▸ What you will do
Note each line in the data holding the string "ContextError" and report it.

▸ Given data
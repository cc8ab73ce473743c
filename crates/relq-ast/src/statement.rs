//! Top-level statements

use crate::{AstError, AstResult, Node, Segment};
use relq_types::{CallInfo, DataType, UserType};

/// One compiled top-level statement
#[derive(Debug, Clone, PartialEq)]
pub enum Statement {
    /// An expression whose value is the statement result
    Expression(Node),
    /// `name := expr`, binding a catalog variable
    Assign(Assignment),
    /// `def name(...) => expr`
    Define(Definition),
    /// `type name(...)`
    TypeDef(UserType),
}

#[derive(Debug, Clone, PartialEq)]
pub struct Assignment {
    pub name: String,
    pub value: Node,
}

#[derive(Debug, Clone, PartialEq)]
pub struct Definition {
    pub name: String,
    /// The overload being added
    pub call: CallInfo,
    pub body: Segment,
}

impl Statement {
    /// Result type; definitions and assignments produce nothing
    pub fn data_type(&self) -> DataType {
        match self {
            Self::Expression(node) => node.data_type(),
            Self::Assign(_) | Self::Define(_) | Self::TypeDef(_) => DataType::Void,
        }
    }

    pub fn root(&self) -> Option<&Node> {
        match self {
            Self::Expression(node) => Some(node),
            Self::Assign(a) => Some(&a.value),
            Self::Define(d) => Some(&d.body.body),
            Self::TypeDef(_) => None,
        }
    }

    /// Check that no node kept a placeholder type
    pub fn finalize(&self) -> AstResult {
        match self.root() {
            Some(root) => check_concrete(root),
            None => Ok(()),
        }
    }
}

fn check_concrete(node: &Node) -> AstResult {
    let data_type = node.data_type();
    if !data_type.is_concrete() {
        return Err(AstError::Placeholder {
            shape: node.shape(),
            data_type,
        });
    }
    node.children().into_iter().try_for_each(check_concrete)
}
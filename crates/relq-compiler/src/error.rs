//! Layer errors to `RelqError`
//!
//! Each lower layer has its own `thiserror` enum. They meet the diagnostic
//! model here, where every failure gets its error code and is sorted into
//! restartable (semantic, system) or fatal (internal).

use relq_ast::AstError;
use relq_diagnostics::{ErrorCode, RQ0102, RQ0105, RQ0110, RQ0111, RQ0112, RQ0302, RelqError};
use relq_types::{AccumError, ContextError, HeadingError, ScopeError, TypeError};

use crate::allbut::AllButError;
use crate::catalog::CatalogError;

pub type FactoryResult<T> = Result<T, RelqError>;

pub fn semantic(code: ErrorCode, message: impl Into<String>) -> RelqError {
    RelqError::semantic(code, message)
}

/// Conversion into the shared error type
pub trait IntoRelq {
    fn into_relq(self) -> RelqError;
}

impl IntoRelq for TypeError {
    fn into_relq(self) -> RelqError {
        if self.is_internal() {
            RelqError::internal(self.code(), self.to_string())
        } else {
            RelqError::semantic(self.code(), self.to_string())
        }
    }
}

impl IntoRelq for AccumError {
    fn into_relq(self) -> RelqError {
        match self {
            Self::AggregateOutsideGrouping { .. } => semantic(RQ0110, self.to_string()),
            Self::WindowOutsideTransform { .. } => semantic(RQ0111, self.to_string()),
            Self::Underflow => RelqError::internal(RQ0302, self.to_string()),
        }
    }
}

impl IntoRelq for ScopeError {
    fn into_relq(self) -> RelqError {
        match self {
            Self::Duplicate { .. } => semantic(RQ0102, self.to_string()),
            Self::Underflow => RelqError::internal(RQ0302, self.to_string()),
        }
    }
}

impl IntoRelq for ContextError {
    fn into_relq(self) -> RelqError {
        match self {
            Self::Scope(e) => e.into_relq(),
            Self::Accum(e) => e.into_relq(),
        }
    }
}

impl IntoRelq for HeadingError {
    fn into_relq(self) -> RelqError {
        match self {
            Self::DuplicateColumn { .. } => semantic(RQ0105, self.to_string()),
            Self::UnknownColumn { .. } => semantic(RQ0112, self.to_string()),
        }
    }
}

impl IntoRelq for CatalogError {
    fn into_relq(self) -> RelqError {
        if self.is_system() {
            RelqError::system(self.code(), self.to_string())
        } else {
            semantic(self.code(), self.to_string())
        }
    }
}

impl IntoRelq for AllButError {
    fn into_relq(self) -> RelqError {
        semantic(self.code(), self.to_string())
    }
}

impl IntoRelq for AstError {
    fn into_relq(self) -> RelqError {
        RelqError::internal(self.code(), self.to_string())
    }
}

#[cfg(test)]
mod tests {
    use super::*;
    use relq_diagnostics::{RQ0103, RQ0301};

    #[test]
    fn internal_errors_are_not_restartable() {
        let placeholder = TypeError::UnresolvedReturn { name: "succ".into() }.into_relq();
        assert_eq!(placeholder.code(), RQ0301);
        assert!(!placeholder.is_restartable());

        let mismatch = TypeError::TypeMismatch {
            name: "+".into(),
            args: "number, text".into(),
        }
        .into_relq();
        assert_eq!(mismatch.code(), RQ0103);
        assert!(mismatch.is_restartable());
        assert!(!AccumError::Underflow.into_relq().is_restartable());
    }

    #[test]
    fn catalog_io_is_a_system_error() {
        let err = CatalogError::Load {
            reason: "missing".into(),
        }
        .into_relq();
        assert!(matches!(err, RelqError::System { .. }));
        assert!(err.is_restartable());
    }
}
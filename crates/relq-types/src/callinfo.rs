//! Call metadata and overload chains

use crate::{Column, DataType};
use smallvec::SmallVec;
use std::fmt;
use thiserror::Error;

/// How a resolved call is emitted
#[derive(Debug, Clone, Copy, PartialEq, Eq, Hash)]
pub enum CallKind {
    /// Fixed arity builtin
    Fixed,
    /// Variadic builtin returning a value
    Variadic,
    /// Variadic builtin returning a relation
    VariadicTable,
    /// User function invoked through its code reference
    Deferred,
    /// The generic `fold(op, expr)` aggregate
    Fold,
}

/// Column merge policy of a dyadic relational operator
#[derive(Debug, Clone, Copy, PartialEq, Eq, Hash)]
pub enum MergePolicy {
    /// Union of both headings
    Join,
    /// Union minus the shared columns
    Compose,
    /// Left heading; shared columns must agree
    Left,
    /// Headings must be equal; result is the left heading
    Same,
    /// Headings must be equal; result is the declared type
    Compare,
}

/// One link of an overload chain
#[derive(Debug, Clone, PartialEq)]
pub struct CallInfo {
    pub name: String,
    pub return_type: DataType,
    pub args: SmallVec<[Column; 3]>,
    /// Element type of trailing arguments, for variadic calls
    pub variadic: Option<DataType>,
    /// Accumulator slots one call site allocates
    pub accum_count: usize,
    pub windowed: bool,
    pub kind: CallKind,
}

impl CallInfo {
    pub fn new(name: impl Into<String>, return_type: DataType, kind: CallKind) -> Self {
        Self {
            name: name.into(),
            return_type,
            args: SmallVec::new(),
            variadic: None,
            accum_count: 0,
            windowed: false,
            kind,
        }
    }

    pub fn arg(mut self, name: impl Into<String>, data_type: DataType) -> Self {
        self.args.push(Column::new(name, data_type));
        self
    }

    pub fn with_args(mut self, args: impl IntoIterator<Item = Column>) -> Self {
        self.args.extend(args);
        self
    }

    pub fn variadic(mut self, element: DataType) -> Self {
        self.variadic = Some(element);
        self
    }

    pub fn accums(mut self, count: usize) -> Self {
        self.accum_count = count;
        self
    }

    pub fn windowed(mut self) -> Self {
        self.windowed = true;
        self
    }

    /// Number of fixed arguments
    pub fn arity(&self) -> usize {
        self.args.len()
    }

    pub fn is_variadic(&self) -> bool {
        self.variadic.is_some()
    }

    /// Same argument types in the same positions
    pub fn same_signature(&self, other: &CallInfo) -> bool {
        self.variadic == other.variadic
            && self.args.len() == other.args.len()
            && self
                .args
                .iter()
                .zip(&other.args)
                .all(|(a, b)| a.data_type == b.data_type)
    }
}

impl fmt::Display for CallInfo {
    fn fmt(&self, f: &mut fmt::Formatter<'_>) -> fmt::Result {
        write!(f, "{}(", self.name)?;
        for (i, arg) in self.args.iter().enumerate() {
            if i > 0 {
                write!(f, ", ")?;
            }
            write!(f, "{}", arg.data_type)?;
        }
        if let Some(v) = &self.variadic {
            if !self.args.is_empty() {
                write!(f, ", ")?;
            }
            write!(f, "{v}...")?;
        }
        write!(f, "): {}", self.return_type)
    }
}

#[derive(Debug, Clone, PartialEq, Error)]
pub enum OverloadError {
    #[error("invalid overload of '{name}': expected {expected} arguments, found {found}")]
    ArityConflict {
        name: String,
        expected: usize,
        found: usize,
    },

    #[error("return type mismatch for '{name}': expected {expected}, found {found}")]
    ReturnTypeConflict {
        name: String,
        expected: DataType,
        found: DataType,
    },
}

/// Every link registered under one name, in registration order
#[derive(Debug, Clone, Default, PartialEq)]
pub struct OverloadChain {
    links: Vec<CallInfo>,
}

impl OverloadChain {
    pub fn new() -> Self {
        Self::default()
    }

    pub fn single(link: CallInfo) -> Self {
        Self { links: vec![link] }
    }

    pub fn links(&self) -> &[CallInfo] {
        &self.links
    }

    pub fn first(&self) -> Option<&CallInfo> {
        self.links.first()
    }

    pub fn len(&self) -> usize {
        self.links.len()
    }

    pub fn is_empty(&self) -> bool {
        self.links.is_empty()
    }

    /// Append a builtin link; builtins are trusted to be consistent
    pub fn push(&mut self, link: CallInfo) {
        self.links.push(link);
    }

    /// Register a user definition
    ///
    /// A link with an identical signature replaces the existing one and must
    /// keep its return type. A new signature must share the chain's arity
    /// and return type.
    pub fn add_overload(&mut self, link: CallInfo) -> Result<(), OverloadError> {
        let Some(first) = self.links.first() else {
            self.links.push(link);
            return Ok(());
        };
        if first.return_type != link.return_type {
            return Err(OverloadError::ReturnTypeConflict {
                name: link.name.clone(),
                expected: first.return_type.clone(),
                found: link.return_type.clone(),
            });
        }
        if first.arity() != link.arity() {
            return Err(OverloadError::ArityConflict {
                name: link.name.clone(),
                expected: first.arity(),
                found: link.arity(),
            });
        }
        match self.links.iter_mut().find(|l| l.same_signature(&link)) {
            Some(existing) => *existing = link,
            None => self.links.push(link),
        }
        Ok(())
    }
}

▸ Task response
use relq_types::{AccumError, ContextError, HeadingError, ScopeError, TypeError};
impl IntoRelq for ContextError {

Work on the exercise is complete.